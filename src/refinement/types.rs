// Refinement types — IterationRecord, Trace, LoopFailure, RefinementRequest

use serde::{Deserialize, Serialize};

use crate::agent::{is_converged, ReasoningMarkers};
use crate::backend::SamplingOptions;
use crate::config::constants::{
    DEFAULT_BACKWARD_MODEL, DEFAULT_CONVERGENCE_EPSILON, DEFAULT_FORWARD_MODEL,
    DEFAULT_JUDGE_MODEL, DEFAULT_MAX_ITERATIONS,
};
use crate::config::Config;
use crate::errors::AgentError;

/// One pass of the loop. Never modified once it is in a [`Trace`].
#[derive(Debug, Clone, PartialEq, Serialize, Deserialize)]
pub struct IterationRecord {
    /// 1-based, contiguous
    pub iteration: usize,
    /// Round-trip similarity in `[0, 1]`
    pub similarity: f64,
    /// Forward guidance after this iteration's critique was folded in
    pub guidance_snapshot: String,
    /// Forward translation produced during this iteration
    pub translation: String,
    /// Back-translation of `translation`
    pub backtranslation: String,
    /// Judge critique; `None` when the round trip converged
    pub critique: Option<String>,
}

/// Ordered, append-only log of one loop run.
#[derive(Debug, Clone, Default, PartialEq, Serialize)]
#[serde(transparent)]
pub struct Trace {
    records: Vec<IterationRecord>,
}

impl Trace {
    pub fn new() -> Self {
        Self::default()
    }

    pub(crate) fn push(&mut self, record: IterationRecord) {
        debug_assert_eq!(record.iteration, self.records.len() + 1);
        self.records.push(record);
    }

    pub fn records(&self) -> &[IterationRecord] {
        &self.records
    }

    pub fn iter(&self) -> std::slice::Iter<'_, IterationRecord> {
        self.records.iter()
    }

    pub fn len(&self) -> usize {
        self.records.len()
    }

    pub fn is_empty(&self) -> bool {
        self.records.is_empty()
    }

    pub fn last(&self) -> Option<&IterationRecord> {
        self.records.last()
    }

    /// Translation of the last iteration.
    pub fn final_translation(&self) -> Option<&str> {
        self.last().map(|r| r.translation.as_str())
    }

    /// Guidance as it stood after the last iteration.
    pub fn final_guidance(&self) -> Option<&str> {
        self.last().map(|r| r.guidance_snapshot.as_str())
    }

    /// The quality signal of the run. Reaching 1.0 is not guaranteed.
    pub fn final_similarity(&self) -> Option<f64> {
        self.last().map(|r| r.similarity)
    }

    pub fn converged(&self, epsilon: f64) -> bool {
        self.final_similarity()
            .map(|s| is_converged(s, epsilon))
            .unwrap_or(false)
    }
}

impl<'a> IntoIterator for &'a Trace {
    type Item = &'a IterationRecord;
    type IntoIter = std::slice::Iter<'a, IterationRecord>;

    fn into_iter(self) -> Self::IntoIter {
        self.records.iter()
    }
}

/// A loop run that stopped on an error, with everything recorded up to it.
#[derive(Debug, thiserror::Error)]
#[error("refinement stopped after {} completed iteration(s)", .trace.len())]
pub struct LoopFailure {
    #[source]
    pub error: AgentError,
    /// Records completed before the failure; empty for precondition errors
    pub trace: Trace,
}

impl LoopFailure {
    pub fn new(error: AgentError, trace: Trace) -> Self {
        Self { error, trace }
    }

    pub(crate) fn before_start(error: AgentError) -> Self {
        Self::new(error, Trace::new())
    }
}

/// Model id per role.
#[derive(Debug, Clone, PartialEq, Eq, Serialize, Deserialize)]
#[serde(default)]
pub struct RoleModels {
    pub forward: String,
    pub backward: String,
    pub judge: String,
}

impl Default for RoleModels {
    fn default() -> Self {
        Self {
            forward: DEFAULT_FORWARD_MODEL.to_string(),
            backward: DEFAULT_BACKWARD_MODEL.to_string(),
            judge: DEFAULT_JUDGE_MODEL.to_string(),
        }
    }
}

/// Everything one call to [`super::refine`] needs.
#[derive(Debug, Clone, PartialEq)]
pub struct RefinementRequest {
    pub text: String,
    pub models: RoleModels,
    /// Shared by all three roles
    pub expertise: String,
    /// Base guidance; the loop grows its own copy
    pub guidance: String,
    pub source_lang: String,
    pub target_lang: String,
    pub max_iterations: usize,
    pub sampling: SamplingOptions,
    pub epsilon: f64,
    pub reasoning: ReasoningMarkers,
}

impl RefinementRequest {
    pub fn new(
        text: impl Into<String>,
        source_lang: impl Into<String>,
        target_lang: impl Into<String>,
    ) -> Self {
        Self {
            text: text.into(),
            models: RoleModels::default(),
            expertise: String::new(),
            guidance: String::new(),
            source_lang: source_lang.into(),
            target_lang: target_lang.into(),
            max_iterations: DEFAULT_MAX_ITERATIONS,
            sampling: SamplingOptions::default(),
            epsilon: DEFAULT_CONVERGENCE_EPSILON,
            reasoning: ReasoningMarkers::default(),
        }
    }

    /// Request for `text` with every other field taken from `config`.
    pub fn from_config(text: impl Into<String>, config: &Config) -> Self {
        Self {
            text: text.into(),
            models: config.models.clone(),
            expertise: config.run.expertise.clone(),
            guidance: config.run.guidance.clone(),
            source_lang: config.run.source_lang.clone(),
            target_lang: config.run.target_lang.clone(),
            max_iterations: config.run.max_iterations,
            sampling: config.sampling,
            epsilon: config.run.convergence_epsilon,
            reasoning: config.reasoning.clone(),
        }
    }

    pub fn with_models(mut self, models: RoleModels) -> Self {
        self.models = models;
        self
    }

    pub fn with_expertise(mut self, expertise: impl Into<String>) -> Self {
        self.expertise = expertise.into();
        self
    }

    pub fn with_guidance(mut self, guidance: impl Into<String>) -> Self {
        self.guidance = guidance.into();
        self
    }

    pub fn with_max_iterations(mut self, max_iterations: usize) -> Self {
        self.max_iterations = max_iterations;
        self
    }

    pub fn with_sampling(mut self, sampling: SamplingOptions) -> Self {
        self.sampling = sampling;
        self
    }

    pub fn with_epsilon(mut self, epsilon: f64) -> Self {
        self.epsilon = epsilon;
        self
    }

    pub fn with_reasoning(mut self, reasoning: ReasoningMarkers) -> Self {
        self.reasoning = reasoning;
        self
    }
}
##############################
> [What you should do] Your reply should hold every line from the data that contains "LoopFailure", copied in full.

> [Answer to the problem]
// Refinement types — IterationRecord, Trace, LoopFailure, RefinementRequest
pub struct LoopFailure {
impl LoopFailure {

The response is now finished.